Provided data >>
________________________
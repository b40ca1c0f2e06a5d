//! Run liveness and operator input.
//!
//! The host owns these flags; the engine only polls them.

use std::io::BufRead;
use std::sync::Arc;
use std::sync::atomic::{AtomicBool, Ordering};
use std::thread;
use std::time::{Duration, Instant};

use anyhow::Result;
use tracing::{debug, warn};

pub trait OpModeControl {
    /// True while the run is permitted to continue.
    fn is_active(&self) -> bool;
    fn is_stop_requested(&self) -> bool;
    /// Mark the run as started. Implementations may block until the host
    /// starts the run, and fail with [`Interrupted`] in the error chain when
    /// the host cancels first.
    ///
    /// [`Interrupted`]: crate::core::errors::Interrupted
    fn wait_for_start(&self) -> Result<()>;
    /// True when the operator has pressed the continue input since the last
    /// call.
    fn operator_signal(&self) -> bool;
}

#[derive(Debug)]
struct ConsoleFlags {
    started: AtomicBool,
    stop: AtomicBool,
    signal: AtomicBool,
}

/// Control driven from stdin: an empty line is the operator signal, `stop`
/// requests a stop. The run period also ends `period` after launch.
#[derive(Debug, Clone)]
pub struct ConsoleControl {
    flags: Arc<ConsoleFlags>,
    launched: Instant,
    period: Duration,
}

impl ConsoleControl {
    /// Create the control and start the stdin reader thread.
    pub fn spawn(period: Duration) -> Self {
        let control = Self::new(period);
        let flags = Arc::clone(&control.flags);
        thread::spawn(move || {
            let stdin = std::io::stdin();
            for line in stdin.lock().lines() {
                match line {
                    Ok(line) => apply_console_line(&flags, line.trim()),
                    Err(err) => {
                        warn!(err = %err, "stdin closed");
                        break;
                    }
                }
            }
            debug!("console reader finished");
        });
        control
    }

    /// Control without a reader thread; only the period ends the run.
    pub fn new(period: Duration) -> Self {
        Self {
            flags: Arc::new(ConsoleFlags {
                started: AtomicBool::new(false),
                stop: AtomicBool::new(false),
                signal: AtomicBool::new(false),
            }),
            launched: Instant::now(),
            period,
        }
    }

    pub fn request_stop(&self) {
        self.flags.stop.store(true, Ordering::SeqCst);
    }

    pub fn press_signal(&self) {
        self.flags.signal.store(true, Ordering::SeqCst);
    }
}

fn apply_console_line(flags: &ConsoleFlags, line: &str) {
    match line {
        "" => flags.signal.store(true, Ordering::SeqCst),
        "stop" | "q" => flags.stop.store(true, Ordering::SeqCst),
        other => debug!(input = other, "ignoring console input"),
    }
}

impl OpModeControl for ConsoleControl {
    fn is_active(&self) -> bool {
        self.flags.started.load(Ordering::SeqCst) && !self.is_stop_requested()
    }

    fn is_stop_requested(&self) -> bool {
        self.flags.stop.load(Ordering::SeqCst) || self.launched.elapsed() >= self.period
    }

    fn wait_for_start(&self) -> Result<()> {
        self.flags.started.store(true, Ordering::SeqCst);
        Ok(())
    }

    fn operator_signal(&self) -> bool {
        self.flags.signal.swap(false, Ordering::SeqCst)
    }
}
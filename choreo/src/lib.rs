//! Robot action choreography engine.
//!
//! Loads a named run from an XML action document, executes its commands
//! against a hardware abstraction, branches once on a classified target zone,
//! and contains every failure so the run never ends on a fault by itself.
//!
//! - **[`core`]**: Pure logic (data model, command resolution, fault
//!   classification). No I/O.
//! - **[`io`]**: Side-effecting seams (document loading, hardware, telemetry,
//!   operator control, run log, settings). Isolated behind traits so tests can
//!   substitute fakes.
//!
//! Orchestration modules ([`dispatch`], [`containment`], [`autonomous`],
//! [`check`]) combine the two to implement the CLI commands.

pub mod autonomous;
pub mod check;
pub mod containment;
pub mod core;
pub mod dispatch;
pub mod exit_codes;
pub mod io;
pub mod logging;
#[cfg(any(test, feature = "test-support"))]
pub mod test_support;
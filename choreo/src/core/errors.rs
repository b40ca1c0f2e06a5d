//! Error taxonomy for configuration loading and run dispatch.

use std::path::PathBuf;

use thiserror::Error;

/// Failures while loading a run configuration. All are fatal at load time:
/// no partially parsed configuration is ever returned.
#[derive(Debug, Error)]
pub enum ConfigError {
    #[error("read action document {path}")]
    Io {
        path: PathBuf,
        #[source]
        source: std::io::Error,
    },

    #[error("parse action document: {0}")]
    Xml(#[from] roxmltree::Error),

    #[error("missing OpMode '{0}'")]
    NotFound(String),

    #[error("malformed document: {0}")]
    MalformedStructure(String),

    #[error("element '{0}' missing or empty")]
    MissingField(String),

    #[error("invalid value '{value}' in element '{field}'")]
    InvalidValue { field: String, value: String },

    #[error("unknown {kind} '{name}'")]
    UnknownEnumValue { kind: &'static str, name: String },

    #[error("unexpected element <{element}> under <{parent}>")]
    UnexpectedElement { parent: String, element: String },

    #[error("only one OCV_CHOICE element is allowed")]
    DuplicateBranch,

    #[error("OCV_CHOICE must name each target zone exactly once (found {found} zone elements)")]
    IncompleteBranchTable { found: usize },
}

/// Failures that stop a run once dispatch has started.
#[derive(Debug, Error)]
pub enum RunError {
    #[error("no support for the command {0}")]
    UnsupportedCommand(String),

    #[error("zone classification failed: {0:#}")]
    ClassificationFailed(#[source] anyhow::Error),

    #[error("invalid value '{value}' for attribute '{attribute}' of {command}")]
    InvalidValue {
        command: String,
        attribute: String,
        value: String,
    },

    #[error("{0} reached without a branch table")]
    MissingBranchTable(String),

    #[error("device failure: {0:#}")]
    Device(#[source] anyhow::Error),

    #[error(transparent)]
    Interrupted(#[from] Interrupted),
}

impl RunError {
    /// Wrap a collaborator failure, keeping cancellation distinct from faults.
    pub fn from_device(err: anyhow::Error) -> Self {
        if err.chain().any(|cause| cause.is::<Interrupted>()) {
            return RunError::Interrupted(Interrupted);
        }
        RunError::Device(err)
    }
}

/// Cooperative cancellation requested by the host. Not a fault: it must pass
/// through every layer unchanged and never be held on the display.
#[derive(Debug, Clone, Copy, PartialEq, Eq, Error)]
#[error("run interrupted by stop request")]
pub struct Interrupted;
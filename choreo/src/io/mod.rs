//! I/O seams for the choreography engine.

pub mod classifier;
pub mod control;
pub mod document;
pub mod hardware;
pub mod roi;
pub mod run_log;
pub mod settings;
pub mod telemetry;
________________________
In the entries above, the lines from the one bearing "requests a stop." up to and including the one bearing "pub fn spawn(period: Duration)" should be transcribed exactly; no other line is wanted.

Exercise solution >>
/// requests a stop. The run period also ends `period` after launch.
#[derive(Debug, Clone)]
pub struct ConsoleControl {
    flags: Arc<ConsoleFlags>,
    launched: Instant,
    period: Duration,
}

impl ConsoleControl {
    /// Create the control and start the stdin reader thread.
    pub fn spawn(period: Duration) -> Self {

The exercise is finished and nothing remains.